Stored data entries
______

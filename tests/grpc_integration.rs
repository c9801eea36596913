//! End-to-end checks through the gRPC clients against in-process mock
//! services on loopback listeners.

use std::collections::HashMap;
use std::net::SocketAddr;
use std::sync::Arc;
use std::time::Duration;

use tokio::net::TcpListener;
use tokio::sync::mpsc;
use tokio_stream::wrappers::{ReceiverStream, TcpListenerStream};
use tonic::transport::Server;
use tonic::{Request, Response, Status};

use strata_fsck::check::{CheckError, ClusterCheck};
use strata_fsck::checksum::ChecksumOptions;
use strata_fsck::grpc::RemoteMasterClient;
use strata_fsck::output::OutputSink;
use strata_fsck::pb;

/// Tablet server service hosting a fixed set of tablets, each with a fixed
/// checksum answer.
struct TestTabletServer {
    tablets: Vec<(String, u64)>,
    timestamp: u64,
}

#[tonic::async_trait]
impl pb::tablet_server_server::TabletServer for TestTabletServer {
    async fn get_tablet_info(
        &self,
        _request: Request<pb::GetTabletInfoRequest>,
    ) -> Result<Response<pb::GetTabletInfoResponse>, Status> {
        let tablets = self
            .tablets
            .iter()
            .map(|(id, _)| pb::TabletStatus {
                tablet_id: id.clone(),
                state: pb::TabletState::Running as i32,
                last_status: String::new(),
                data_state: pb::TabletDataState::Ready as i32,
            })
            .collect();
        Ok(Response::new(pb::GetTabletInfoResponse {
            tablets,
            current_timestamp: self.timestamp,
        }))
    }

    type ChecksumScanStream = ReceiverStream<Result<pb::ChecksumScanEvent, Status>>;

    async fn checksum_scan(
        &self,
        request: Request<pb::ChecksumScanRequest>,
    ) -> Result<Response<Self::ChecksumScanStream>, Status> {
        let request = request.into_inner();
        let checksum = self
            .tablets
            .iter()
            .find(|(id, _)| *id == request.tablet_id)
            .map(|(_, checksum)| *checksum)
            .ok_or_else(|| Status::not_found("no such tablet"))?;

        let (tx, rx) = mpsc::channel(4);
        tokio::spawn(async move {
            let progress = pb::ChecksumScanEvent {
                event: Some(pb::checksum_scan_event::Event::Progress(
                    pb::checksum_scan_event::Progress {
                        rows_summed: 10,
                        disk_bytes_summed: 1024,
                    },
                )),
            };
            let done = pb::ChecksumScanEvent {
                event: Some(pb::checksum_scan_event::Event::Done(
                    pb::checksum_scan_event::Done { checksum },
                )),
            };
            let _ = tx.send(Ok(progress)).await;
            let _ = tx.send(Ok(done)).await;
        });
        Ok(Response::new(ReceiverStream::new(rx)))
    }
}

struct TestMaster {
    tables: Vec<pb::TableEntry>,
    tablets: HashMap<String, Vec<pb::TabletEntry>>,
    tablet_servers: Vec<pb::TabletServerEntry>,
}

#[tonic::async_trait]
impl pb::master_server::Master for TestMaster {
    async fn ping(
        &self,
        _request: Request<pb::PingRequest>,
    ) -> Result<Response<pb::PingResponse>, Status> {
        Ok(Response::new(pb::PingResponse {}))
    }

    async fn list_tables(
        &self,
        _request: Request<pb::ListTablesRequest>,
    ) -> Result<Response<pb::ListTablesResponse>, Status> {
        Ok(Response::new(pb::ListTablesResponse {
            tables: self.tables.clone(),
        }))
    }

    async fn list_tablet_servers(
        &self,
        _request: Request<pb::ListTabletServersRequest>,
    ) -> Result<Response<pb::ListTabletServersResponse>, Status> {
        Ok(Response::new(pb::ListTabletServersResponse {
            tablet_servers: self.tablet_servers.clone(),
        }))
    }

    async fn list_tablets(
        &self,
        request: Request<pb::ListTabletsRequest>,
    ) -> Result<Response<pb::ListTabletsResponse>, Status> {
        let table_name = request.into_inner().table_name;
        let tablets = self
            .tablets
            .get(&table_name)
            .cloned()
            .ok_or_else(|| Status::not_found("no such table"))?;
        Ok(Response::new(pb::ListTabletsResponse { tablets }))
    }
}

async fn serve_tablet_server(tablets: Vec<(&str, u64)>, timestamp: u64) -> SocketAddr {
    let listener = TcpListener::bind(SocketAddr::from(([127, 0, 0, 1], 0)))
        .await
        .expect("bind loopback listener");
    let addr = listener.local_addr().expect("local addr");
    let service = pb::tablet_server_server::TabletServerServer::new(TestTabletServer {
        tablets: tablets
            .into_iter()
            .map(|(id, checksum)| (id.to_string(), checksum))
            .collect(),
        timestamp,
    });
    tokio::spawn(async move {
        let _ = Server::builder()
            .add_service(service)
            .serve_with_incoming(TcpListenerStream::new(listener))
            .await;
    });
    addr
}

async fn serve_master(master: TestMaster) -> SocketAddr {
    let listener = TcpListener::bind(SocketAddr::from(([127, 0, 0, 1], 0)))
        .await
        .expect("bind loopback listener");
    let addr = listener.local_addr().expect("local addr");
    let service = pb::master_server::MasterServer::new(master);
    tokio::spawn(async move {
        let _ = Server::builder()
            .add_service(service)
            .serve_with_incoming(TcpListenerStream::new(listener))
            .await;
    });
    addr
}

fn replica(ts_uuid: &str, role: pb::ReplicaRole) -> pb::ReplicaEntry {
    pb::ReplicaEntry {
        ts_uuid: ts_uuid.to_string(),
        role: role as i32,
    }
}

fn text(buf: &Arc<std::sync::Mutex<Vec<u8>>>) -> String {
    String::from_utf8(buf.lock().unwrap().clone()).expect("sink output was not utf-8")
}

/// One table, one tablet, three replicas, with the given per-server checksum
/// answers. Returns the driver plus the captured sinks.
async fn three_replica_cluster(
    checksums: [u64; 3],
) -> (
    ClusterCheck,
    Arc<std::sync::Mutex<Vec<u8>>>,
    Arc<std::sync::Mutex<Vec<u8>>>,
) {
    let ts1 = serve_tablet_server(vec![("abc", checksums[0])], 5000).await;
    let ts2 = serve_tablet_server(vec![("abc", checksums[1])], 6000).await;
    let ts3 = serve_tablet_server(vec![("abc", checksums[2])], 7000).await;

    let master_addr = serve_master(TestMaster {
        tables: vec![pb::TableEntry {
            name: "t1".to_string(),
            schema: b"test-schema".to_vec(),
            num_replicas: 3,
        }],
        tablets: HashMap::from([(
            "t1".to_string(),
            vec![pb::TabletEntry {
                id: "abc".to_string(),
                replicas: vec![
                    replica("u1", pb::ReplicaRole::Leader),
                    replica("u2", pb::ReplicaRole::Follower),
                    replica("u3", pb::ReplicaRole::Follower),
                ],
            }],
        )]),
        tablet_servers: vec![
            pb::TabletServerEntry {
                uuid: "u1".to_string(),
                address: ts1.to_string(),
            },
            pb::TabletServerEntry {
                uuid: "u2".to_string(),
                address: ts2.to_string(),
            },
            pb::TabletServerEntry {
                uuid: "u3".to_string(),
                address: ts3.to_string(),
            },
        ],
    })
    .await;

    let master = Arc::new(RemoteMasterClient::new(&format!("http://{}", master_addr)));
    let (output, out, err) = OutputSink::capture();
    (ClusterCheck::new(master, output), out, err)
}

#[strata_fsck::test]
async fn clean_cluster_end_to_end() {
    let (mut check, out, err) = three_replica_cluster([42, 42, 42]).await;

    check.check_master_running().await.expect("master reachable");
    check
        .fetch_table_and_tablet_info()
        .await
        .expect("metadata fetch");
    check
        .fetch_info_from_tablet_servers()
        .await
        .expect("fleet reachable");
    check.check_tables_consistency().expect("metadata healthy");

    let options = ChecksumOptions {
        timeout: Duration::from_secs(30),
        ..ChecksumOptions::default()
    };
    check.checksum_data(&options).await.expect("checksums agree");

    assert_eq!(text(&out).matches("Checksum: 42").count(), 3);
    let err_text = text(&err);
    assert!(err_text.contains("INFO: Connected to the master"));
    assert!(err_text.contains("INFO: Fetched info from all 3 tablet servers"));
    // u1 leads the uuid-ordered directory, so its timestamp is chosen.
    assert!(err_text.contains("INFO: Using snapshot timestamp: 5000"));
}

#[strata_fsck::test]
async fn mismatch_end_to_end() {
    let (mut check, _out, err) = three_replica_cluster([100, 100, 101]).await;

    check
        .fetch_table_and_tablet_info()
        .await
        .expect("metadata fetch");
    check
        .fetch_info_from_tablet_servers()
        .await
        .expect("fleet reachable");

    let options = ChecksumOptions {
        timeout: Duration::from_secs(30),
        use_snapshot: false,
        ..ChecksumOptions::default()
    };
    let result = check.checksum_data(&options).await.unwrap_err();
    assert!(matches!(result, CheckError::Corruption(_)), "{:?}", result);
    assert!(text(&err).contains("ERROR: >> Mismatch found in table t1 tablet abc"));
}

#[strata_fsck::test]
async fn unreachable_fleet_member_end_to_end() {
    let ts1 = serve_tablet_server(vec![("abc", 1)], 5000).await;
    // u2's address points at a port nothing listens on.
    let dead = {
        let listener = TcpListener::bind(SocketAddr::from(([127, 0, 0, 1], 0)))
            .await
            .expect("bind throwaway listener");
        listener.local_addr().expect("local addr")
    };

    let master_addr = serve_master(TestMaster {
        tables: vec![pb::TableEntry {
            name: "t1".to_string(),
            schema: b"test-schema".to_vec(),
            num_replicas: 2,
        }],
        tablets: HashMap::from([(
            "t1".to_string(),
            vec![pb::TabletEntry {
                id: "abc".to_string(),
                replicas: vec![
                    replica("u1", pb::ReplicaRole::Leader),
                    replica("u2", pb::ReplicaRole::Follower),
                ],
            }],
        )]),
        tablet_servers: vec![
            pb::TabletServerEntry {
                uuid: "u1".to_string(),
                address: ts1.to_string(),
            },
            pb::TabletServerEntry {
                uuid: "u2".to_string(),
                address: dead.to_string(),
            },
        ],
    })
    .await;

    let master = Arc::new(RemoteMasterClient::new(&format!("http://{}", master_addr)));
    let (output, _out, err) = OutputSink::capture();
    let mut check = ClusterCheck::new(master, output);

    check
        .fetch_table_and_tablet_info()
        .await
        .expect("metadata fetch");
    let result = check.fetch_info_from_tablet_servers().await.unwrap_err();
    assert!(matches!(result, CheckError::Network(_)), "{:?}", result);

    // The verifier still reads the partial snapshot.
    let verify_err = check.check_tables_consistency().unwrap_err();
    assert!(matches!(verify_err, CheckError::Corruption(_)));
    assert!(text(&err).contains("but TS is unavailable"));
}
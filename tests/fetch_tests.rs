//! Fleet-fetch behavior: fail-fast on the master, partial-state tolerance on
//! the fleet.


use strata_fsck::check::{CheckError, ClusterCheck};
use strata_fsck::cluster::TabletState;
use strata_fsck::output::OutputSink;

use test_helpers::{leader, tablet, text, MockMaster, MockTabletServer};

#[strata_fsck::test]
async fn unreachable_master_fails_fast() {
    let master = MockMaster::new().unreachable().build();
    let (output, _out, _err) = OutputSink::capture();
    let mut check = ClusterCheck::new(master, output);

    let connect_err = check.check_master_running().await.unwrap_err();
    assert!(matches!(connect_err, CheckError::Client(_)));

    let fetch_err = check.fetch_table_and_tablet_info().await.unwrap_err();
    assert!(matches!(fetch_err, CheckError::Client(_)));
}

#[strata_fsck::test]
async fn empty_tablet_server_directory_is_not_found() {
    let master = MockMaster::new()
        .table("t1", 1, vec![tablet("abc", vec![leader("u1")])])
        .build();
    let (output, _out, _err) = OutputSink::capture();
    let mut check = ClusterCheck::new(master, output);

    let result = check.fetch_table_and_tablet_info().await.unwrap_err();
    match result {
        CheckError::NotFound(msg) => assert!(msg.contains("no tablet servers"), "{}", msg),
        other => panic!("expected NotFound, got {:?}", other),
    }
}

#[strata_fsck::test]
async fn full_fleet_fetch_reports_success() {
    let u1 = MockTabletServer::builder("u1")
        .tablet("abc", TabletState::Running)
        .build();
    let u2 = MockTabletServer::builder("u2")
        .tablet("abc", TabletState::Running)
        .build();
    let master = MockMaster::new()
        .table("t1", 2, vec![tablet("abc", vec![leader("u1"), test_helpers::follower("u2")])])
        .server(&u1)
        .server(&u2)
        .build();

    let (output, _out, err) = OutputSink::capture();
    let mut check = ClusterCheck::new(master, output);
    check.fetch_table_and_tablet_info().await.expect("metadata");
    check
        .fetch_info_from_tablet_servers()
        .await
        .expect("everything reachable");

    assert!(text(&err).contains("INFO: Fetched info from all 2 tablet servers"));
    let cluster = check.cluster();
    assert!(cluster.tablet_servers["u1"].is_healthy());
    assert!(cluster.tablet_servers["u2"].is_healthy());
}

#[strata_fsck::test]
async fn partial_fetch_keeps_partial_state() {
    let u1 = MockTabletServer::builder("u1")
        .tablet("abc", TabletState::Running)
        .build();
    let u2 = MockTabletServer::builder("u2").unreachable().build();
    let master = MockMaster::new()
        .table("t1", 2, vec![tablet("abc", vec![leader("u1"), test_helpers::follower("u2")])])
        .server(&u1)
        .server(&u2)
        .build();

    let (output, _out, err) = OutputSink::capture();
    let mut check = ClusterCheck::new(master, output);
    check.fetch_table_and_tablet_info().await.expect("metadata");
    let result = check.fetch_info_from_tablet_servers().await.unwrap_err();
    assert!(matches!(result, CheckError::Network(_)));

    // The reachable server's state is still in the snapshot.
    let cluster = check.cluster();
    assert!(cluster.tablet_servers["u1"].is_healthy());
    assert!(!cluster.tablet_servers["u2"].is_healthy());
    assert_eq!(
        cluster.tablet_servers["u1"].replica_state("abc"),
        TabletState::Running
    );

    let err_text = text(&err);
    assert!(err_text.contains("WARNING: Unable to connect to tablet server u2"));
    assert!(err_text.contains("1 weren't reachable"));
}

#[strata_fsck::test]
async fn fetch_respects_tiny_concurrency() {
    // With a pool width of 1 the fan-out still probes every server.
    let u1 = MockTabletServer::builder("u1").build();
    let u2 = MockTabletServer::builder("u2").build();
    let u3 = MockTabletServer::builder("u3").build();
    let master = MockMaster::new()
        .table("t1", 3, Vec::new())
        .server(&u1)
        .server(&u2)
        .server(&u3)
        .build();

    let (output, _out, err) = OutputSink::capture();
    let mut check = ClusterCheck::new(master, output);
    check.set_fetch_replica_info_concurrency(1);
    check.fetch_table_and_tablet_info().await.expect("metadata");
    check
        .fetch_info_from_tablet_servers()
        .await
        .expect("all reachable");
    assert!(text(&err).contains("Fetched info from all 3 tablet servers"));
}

______

- _What the task asks_: Check every line of the records, and copy the ones that hold the word "ListTabletsResponse".

- _Solution for this task_:
    ) -> Result<Response<pb::ListTabletsResponse>, Status> {
        Ok(Response::new(pb::ListTabletsResponse { tablets }))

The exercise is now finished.